I actually had `xterm` as start up program, as i thought that would demand the least upond start up.



genneko said:


> Wow! Thanks. It works like a charm.
> 
> 
> I've added `sysvshm = new;` to the jail's config in /etc/jail.conf and restarted the jail, then xrdp runs fine in the jail.
> ...


This was what i was missing, added in `sysvshm = new;` and `xrdp` was showing me my `xterm`, after that i switched over to `startxfce4`. so this is perfect, one step closer to the ultimate terminal server.

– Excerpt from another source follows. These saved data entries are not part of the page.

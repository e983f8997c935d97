//! stratagem — canonical strategy core for an AI trading copilot.
//!
//! Freeform rule fragments extracted by a language model are classified,
//! normalized, and validated into a strict pattern-discriminated strategy
//! representation, compiled into pure decision functions, and mutated only by
//! replaying an append-only event log. Domain logic lives in [`domain`]; the
//! file-in/file-out developer CLI lives in [`cli`].

pub mod cli;
pub mod domain;
//! Domain error types.
//!
//! Three taxonomies, one per pipeline stage: [`NormalizeError`] (blocking, no
//! canonical produced), [`ValidationError`] (schema violation at the trust
//! boundary), [`ReplayError`] (structurally broken event stream). All are
//! reported as values; a panic anywhere in the core is a programming bug.

use crate::domain::canonical::Pattern;

/// Blocking failures while turning freeform fragments into a candidate record.
#[derive(Debug, Clone, PartialEq, thiserror::Error)]
pub enum NormalizeError {
    #[error("unknown instrument '{input}': not a recognized symbol or alias")]
    UnknownInstrument { input: String },

    #[error("entry rules do not match any supported pattern")]
    UnknownPattern,

    #[error(transparent)]
    Validation(#[from] ValidationError),
}

/// Structural or semantic schema violations in a candidate canonical record.
#[derive(Debug, Clone, PartialEq, thiserror::Error)]
pub enum ValidationError {
    #[error("missing required field {field}")]
    Missing { field: &'static str },

    #[error("{field} out of range: {value} not in [{min}, {max}]")]
    OutOfRange {
        field: &'static str,
        value: f64,
        min: f64,
        max: f64,
    },

    #[error("invalid {field}: {reason}")]
    Invalid { field: &'static str, reason: String },

    #[error("risk percent {value} exceeds the hard ceiling of {ceiling} percent")]
    RiskCeilingExceeded { value: f64, ceiling: f64 },
}

/// Structural problems in an event stream. Reported, never thrown: a replay
/// failure in a correctly wired system is evidence of an upstream bug.
#[derive(Debug, Clone, PartialEq, thiserror::Error)]
pub enum ReplayError {
    #[error("event log is empty")]
    EmptyLog,

    #[error("first event must be a strategy creation, found {found}")]
    FirstEventNotCreation { found: &'static str },

    #[error("unrecognized parameter path '{path}'")]
    UnknownPath { path: String },

    #[error("parameter path '{path}' does not apply to pattern {pattern}")]
    PathPatternMismatch {
        path: &'static str,
        pattern: Pattern,
    },

    #[error("invalid value for '{path}': {reason}")]
    InvalidValue { path: &'static str, reason: String },
}

/// Top-level error type for stratagem.
#[derive(Debug, thiserror::Error)]
pub enum StratagemError {
    #[error("input parse error in {file}: {reason}")]
    InputParse { file: String, reason: String },

    #[error("normalization failed with {count} error(s)", count = errors.len())]
    Normalize { errors: Vec<NormalizeError> },

    #[error("validation failed with {count} error(s)", count = errors.len())]
    Validation { errors: Vec<ValidationError> },

    #[error(transparent)]
    Replay(#[from] crate::domain::replay::ReplayFailure),

    #[error(transparent)]
    Io(#[from] std::io::Error),
}

impl From<&StratagemError> for std::process::ExitCode {
    fn from(err: &StratagemError) -> Self {
        let code: u8 = match err {
            StratagemError::Io(_) => 1,
            StratagemError::InputParse { .. } => 2,
            StratagemError::Normalize { .. } => 3,
            StratagemError::Validation { .. } => 4,
            StratagemError::Replay(_) => 5,
        };
        std::process::ExitCode::from(code)
    }
}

But a side note, do you guys know it is possible to use a graphics card to generate the image? i guess it is now being generated with the CPU? i got a NVIDIA970 in the machine now and it is running fine, but it could be a little better when i do some work in `FreeCAD`. do you know if is is possible, and if should i have one graphics card for each jail or can i have them sharing?


----------



## olli@ (Sep 22, 2020)

cellini said:


> But a side note, do you guys know it is possible to use a graphics card to generate the image? i guess it is now being generated with the CPU? i got a NVIDIA970 in the machine now and it is running fine, but it could be a little better when i do some work in `FreeCAD`. do you know if is is possible, and if should i have one graphics card for each jail or can i have them sharing?


I’m afraid that doesn’t work.


----------



## shkhln (Sep 22, 2020)

There might be some kind of solution involving VirtualGL, although allowing jails direct access to video hardware seems kind of self-defeating. And I have no idea whether it works with xrdp.


----------



## cellini (Sep 24, 2020)

In my case i want to protect the users on the system against each other, its not that the users are evil or ill-intent it is just that they do stupid things so my plan is to have them in each there jails then they can install software from a package repository and i can give them a certain amount of memory and cores. Most of them will never use much of it, but the ones that do, myself included will have the chance.

I had a look at VirtualGL and it looks good, but could not find any example of someone doing something similar with jails. But thanks for the pointers and if i get it working i will probably write about it, for myself and if someone else might have the use something similar.


----------